Extract structured data from repositories using Zod schemas.
import { Firecrawl } from 'firecrawl';
import { z } from 'zod';

const firecrawl = new Firecrawl({ apiKey: process.env.FIRECRAWL_API_KEY });

const result = await firecrawl.scrape('https://github.com/firecrawl/firecrawl', {
    formats: [{
        type: 'json',
        schema: z.object({
            name: z.string(),
            description: z.string(),
            stars: z.number(),
            forks: z.number(),
            language: z.string(),
            topics: z.array(z.string())
        })
    }]
});

console.log(result.json);
Find repositories, issues, or documentation on GitHub.
import { Firecrawl } from 'firecrawl';

const firecrawl = new Firecrawl({ apiKey: process.env.FIRECRAWL_API_KEY });

const searchResult = await firecrawl.search('machine learning site:github.com', {
    limit: 10,
    sources: [{ type: 'web' }], // { type: 'news' }, { type: 'images' }
    scrapeOptions: {
        formats: ['markdown']
    }
});

console.log(searchResult);

Scrape

Scrape a single GitHub page - repository, issue, or file.
import { Firecrawl } from 'firecrawl';

const firecrawl = new Firecrawl({ apiKey: process.env.FIRECRAWL_API_KEY });

const result = await firecrawl.scrape('https://github.com/firecrawl/firecrawl', {
    formats: ['markdown'] // i.e. html, links, etc.
});

console.log(result);

Map

Discover all available URLs in a repository or documentation site.
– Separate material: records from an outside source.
//! Projections of a parsed message into JSON and XML, and back.

pub mod json;
pub mod xml;

pub use json::{from_flat_json, from_json, to_flat_json, to_json, to_json_string, JsonOptions};
pub use xml::{from_xml, to_clinical_xml, to_xml};

use crate::error::Hl7Error;
use crate::hl7::delimiters::HEADER_SEGMENT;
use crate::hl7::{parse_message, Delimiters, Hl7Message};

/// Highest field, component or sub-component number accepted when rebuilding a message.
pub const MAX_POSITION: usize = 999;

/// Parses a 1-based position taken from a document, refusing anything above [`MAX_POSITION`].
pub(crate) fn checked_position(raw: &str) -> Result<usize, Hl7Error> {
    raw.trim()
        .parse::<usize>()
        .ok()
        .filter(|p| *p <= MAX_POSITION)
        .ok_or_else(|| {
            Hl7Error::InvalidStructure(format!("position {} is out of range (max {})", raw, MAX_POSITION))
        })
}

/// Delimiters named by `MSH-1`/`MSH-2` values, default when either is missing or unusable.
pub(crate) fn delimiters_from_header(field: Option<&str>, encoding: Option<&str>) -> Delimiters {
    match (field, encoding) {
        (Some(f), Some(e)) => Delimiters::from_parts(f, e).unwrap_or_default(),
        _ => Delimiters::default(),
    }
}

/// `fields` are HL7 positions 1..n in wire form; for `MSH` the first two are the delimiters
/// and are taken from `delimiters` instead.
pub(crate) fn segment_line(segment_type: &str, fields: &[&str], delimiters: &Delimiters) -> String {
    let mut line = segment_type.to_string();
    let rest = if segment_type == HEADER_SEGMENT {
        line.push(delimiters.field);
        match fields.get(1).filter(|e| !e.is_empty()) {
            Some(encoding) => line.push_str(encoding),
            None => line.push_str(&delimiters.encoding_characters()),
        }
        fields.get(2..).unwrap_or_default()
    } else {
        fields
    };
    for field in rest {
        line.push(delimiters.field);
        line.push_str(field);
    }
    line
}

/// Joins segment lines with `\r`, terminates the last one, and parses the result.
pub(crate) fn assemble(lines: &[String]) -> Hl7Message {
    let mut raw = lines.join("\r");
    raw.push('\r');
    parse_message(&raw)
}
Note: Map returns URLs only, without content.
import { Firecrawl } from 'firecrawl';

const firecrawl = new Firecrawl({ apiKey: process.env.FIRECRAWL_API_KEY });

const mapResult = await firecrawl.map('https://github.com/vercel/next.js/tree/canary/docs');

console.log(mapResult.links);
// Returns array of URLs without content

Crawl

Crawl multiple pages from a repository or documentation.
import { Firecrawl } from 'firecrawl';

const firecrawl = new Firecrawl({ apiKey: process.env.FIRECRAWL_API_KEY });

const crawlResult = await firecrawl.crawl('https://github.com/facebook/react/wiki', {
    limit: 10,
    scrapeOptions: {
        formats: ['markdown']
    }
});

console.log(crawlResult.data);

Batch Scrape

Scrape multiple GitHub URLs simultaneously.
import { Firecrawl } from 'firecrawl';

const firecrawl = new Firecrawl({ apiKey: process.env.FIRECRAWL_API_KEY });

// Wait for completion
const job = await firecrawl.batchScrape([
    'https://github.com/vercel/next.js',
    'https://github.com/facebook/react',
    'https://github.com/microsoft/typescript'],
    {
        options: {
            formats: ['markdown']
        },
        pollInterval: 2,
        timeout: 120
    }
);


console.log(job.status, job.completed, job.total);

console.log(job);

Batch Scrape with JSON Mode

Extract structured data from multiple repositories at once.
import { Firecrawl } from 'firecrawl';
import { z } from 'zod';

const firecrawl = new Firecrawl({ apiKey: process.env.FIRECRAWL_API_KEY });

// Wait for completion
const job = await firecrawl.batchScrape([
    'https://github.com/vercel/next.js',
    'https://github.com/facebook/react'],
    {
        options: {
            formats: [{
                type: 'json',
                schema: z.object({
                    name: z.string(),
                    description: z.string(),
                    stars: z.number(),
                    language: z.string()
                })
            }]
        },
        pollInterval: 2,
        timeout: 120
    }
);


console.log(job.status, job.completed, job.total);

console.log(job);